__Assignment__:
The whole listing below should be duplicated exactly, with nothing left out.

__Supplied data__:
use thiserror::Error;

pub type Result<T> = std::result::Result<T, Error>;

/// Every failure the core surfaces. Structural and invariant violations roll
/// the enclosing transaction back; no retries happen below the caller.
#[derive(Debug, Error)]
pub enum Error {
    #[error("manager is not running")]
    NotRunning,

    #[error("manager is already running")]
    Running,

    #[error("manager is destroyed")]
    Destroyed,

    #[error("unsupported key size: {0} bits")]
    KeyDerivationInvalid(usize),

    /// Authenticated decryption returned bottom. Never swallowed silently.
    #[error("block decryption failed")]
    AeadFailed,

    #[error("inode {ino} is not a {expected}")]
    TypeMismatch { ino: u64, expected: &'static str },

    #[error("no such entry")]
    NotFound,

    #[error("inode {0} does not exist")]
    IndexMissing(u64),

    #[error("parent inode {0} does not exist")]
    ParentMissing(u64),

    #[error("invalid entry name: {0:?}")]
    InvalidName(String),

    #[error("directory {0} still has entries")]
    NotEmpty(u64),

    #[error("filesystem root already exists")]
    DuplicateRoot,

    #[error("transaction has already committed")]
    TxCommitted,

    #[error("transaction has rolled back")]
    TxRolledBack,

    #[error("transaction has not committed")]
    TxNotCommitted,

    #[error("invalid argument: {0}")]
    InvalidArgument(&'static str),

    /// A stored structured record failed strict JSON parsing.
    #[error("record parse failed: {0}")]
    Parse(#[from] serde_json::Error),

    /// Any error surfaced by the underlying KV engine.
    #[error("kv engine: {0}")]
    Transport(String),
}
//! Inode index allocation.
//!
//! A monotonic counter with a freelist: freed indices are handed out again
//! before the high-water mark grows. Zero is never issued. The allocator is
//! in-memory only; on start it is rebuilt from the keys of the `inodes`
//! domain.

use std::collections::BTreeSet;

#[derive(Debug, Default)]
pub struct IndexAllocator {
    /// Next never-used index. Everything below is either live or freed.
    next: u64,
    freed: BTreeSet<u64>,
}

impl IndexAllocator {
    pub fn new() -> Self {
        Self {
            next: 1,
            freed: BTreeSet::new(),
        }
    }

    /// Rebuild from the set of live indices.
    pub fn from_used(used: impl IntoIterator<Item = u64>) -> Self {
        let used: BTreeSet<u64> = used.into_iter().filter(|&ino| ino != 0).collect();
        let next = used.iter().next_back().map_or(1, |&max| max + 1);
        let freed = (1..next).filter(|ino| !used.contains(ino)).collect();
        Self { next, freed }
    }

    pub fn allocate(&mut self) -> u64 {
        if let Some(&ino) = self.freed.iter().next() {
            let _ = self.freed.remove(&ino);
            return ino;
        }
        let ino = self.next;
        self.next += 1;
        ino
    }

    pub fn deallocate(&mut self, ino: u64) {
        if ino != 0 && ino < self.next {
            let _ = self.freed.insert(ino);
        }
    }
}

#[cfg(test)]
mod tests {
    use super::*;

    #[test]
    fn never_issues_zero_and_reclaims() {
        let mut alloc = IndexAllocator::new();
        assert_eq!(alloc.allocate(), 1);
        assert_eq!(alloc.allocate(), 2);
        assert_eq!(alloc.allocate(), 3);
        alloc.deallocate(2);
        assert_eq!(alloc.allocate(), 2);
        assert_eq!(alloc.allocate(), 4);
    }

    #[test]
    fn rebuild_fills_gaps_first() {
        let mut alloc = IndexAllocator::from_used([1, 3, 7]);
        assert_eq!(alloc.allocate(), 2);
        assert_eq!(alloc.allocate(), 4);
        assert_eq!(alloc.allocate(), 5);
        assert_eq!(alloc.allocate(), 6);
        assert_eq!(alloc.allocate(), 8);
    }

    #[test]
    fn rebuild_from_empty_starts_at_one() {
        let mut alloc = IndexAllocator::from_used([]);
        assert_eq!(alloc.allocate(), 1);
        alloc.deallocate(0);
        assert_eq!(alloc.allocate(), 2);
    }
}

__Answer for this exercise__:
use thiserror::Error;

pub type Result<T> = std::result::Result<T, Error>;

/// Every failure the core surfaces. Structural and invariant violations roll
/// the enclosing transaction back; no retries happen below the caller.
#[derive(Debug, Error)]
pub enum Error {
    #[error("manager is not running")]
    NotRunning,

    #[error("manager is already running")]
    Running,

    #[error("manager is destroyed")]
    Destroyed,

    #[error("unsupported key size: {0} bits")]
    KeyDerivationInvalid(usize),

    /// Authenticated decryption returned bottom. Never swallowed silently.
    #[error("block decryption failed")]
    AeadFailed,

    #[error("inode {ino} is not a {expected}")]
    TypeMismatch { ino: u64, expected: &'static str },

    #[error("no such entry")]
    NotFound,

    #[error("inode {0} does not exist")]
    IndexMissing(u64),

    #[error("parent inode {0} does not exist")]
    ParentMissing(u64),

    #[error("invalid entry name: {0:?}")]
    InvalidName(String),

    #[error("directory {0} still has entries")]
    NotEmpty(u64),

    #[error("filesystem root already exists")]
    DuplicateRoot,

    #[error("transaction has already committed")]
    TxCommitted,

    #[error("transaction has rolled back")]
    TxRolledBack,

    #[error("transaction has not committed")]
    TxNotCommitted,

    #[error("invalid argument: {0}")]
    InvalidArgument(&'static str),

    /// A stored structured record failed strict JSON parsing.
    #[error("record parse failed: {0}")]
    Parse(#[from] serde_json::Error),

    /// Any error surfaced by the underlying KV engine.
    #[error("kv engine: {0}")]
    Transport(String),
}
//! Inode index allocation.
//!
//! A monotonic counter with a freelist: freed indices are handed out again
//! before the high-water mark grows. Zero is never issued. The allocator is
//! in-memory only; on start it is rebuilt from the keys of the `inodes`
//! domain.

use std::collections::BTreeSet;

#[derive(Debug, Default)]
pub struct IndexAllocator {
    /// Next never-used index. Everything below is either live or freed.
    next: u64,
    freed: BTreeSet<u64>,
}

impl IndexAllocator {
    pub fn new() -> Self {
        Self {
            next: 1,
            freed: BTreeSet::new(),
        }
    }

    /// Rebuild from the set of live indices.
    pub fn from_used(used: impl IntoIterator<Item = u64>) -> Self {
        let used: BTreeSet<u64> = used.into_iter().filter(|&ino| ino != 0).collect();
        let next = used.iter().next_back().map_or(1, |&max| max + 1);
        let freed = (1..next).filter(|ino| !used.contains(ino)).collect();
        Self { next, freed }
    }

    pub fn allocate(&mut self) -> u64 {
        if let Some(&ino) = self.freed.iter().next() {
            let _ = self.freed.remove(&ino);
            return ino;
        }
        let ino = self.next;
        self.next += 1;
        ino
    }

    pub fn deallocate(&mut self, ino: u64) {
        if ino != 0 && ino < self.next {
            let _ = self.freed.insert(ino);
        }
    }
}

#[cfg(test)]
mod tests {
    use super::*;

    #[test]
    fn never_issues_zero_and_reclaims() {
        let mut alloc = IndexAllocator::new();
        assert_eq!(alloc.allocate(), 1);
        assert_eq!(alloc.allocate(), 2);
        assert_eq!(alloc.allocate(), 3);
        alloc.deallocate(2);
        assert_eq!(alloc.allocate(), 2);
        assert_eq!(alloc.allocate(), 4);
    }

    #[test]
    fn rebuild_fills_gaps_first() {
        let mut alloc = IndexAllocator::from_used([1, 3, 7]);
        assert_eq!(alloc.allocate(), 2);
        assert_eq!(alloc.allocate(), 4);
        assert_eq!(alloc.allocate(), 5);
        assert_eq!(alloc.allocate(), 6);
        assert_eq!(alloc.allocate(), 8);
    }

    #[test]
    fn rebuild_from_empty_starts_at_one() {
        let mut alloc = IndexAllocator::from_used([]);
        assert_eq!(alloc.allocate(), 1);
        alloc.deallocate(0);
        assert_eq!(alloc.allocate(), 2);
    }
}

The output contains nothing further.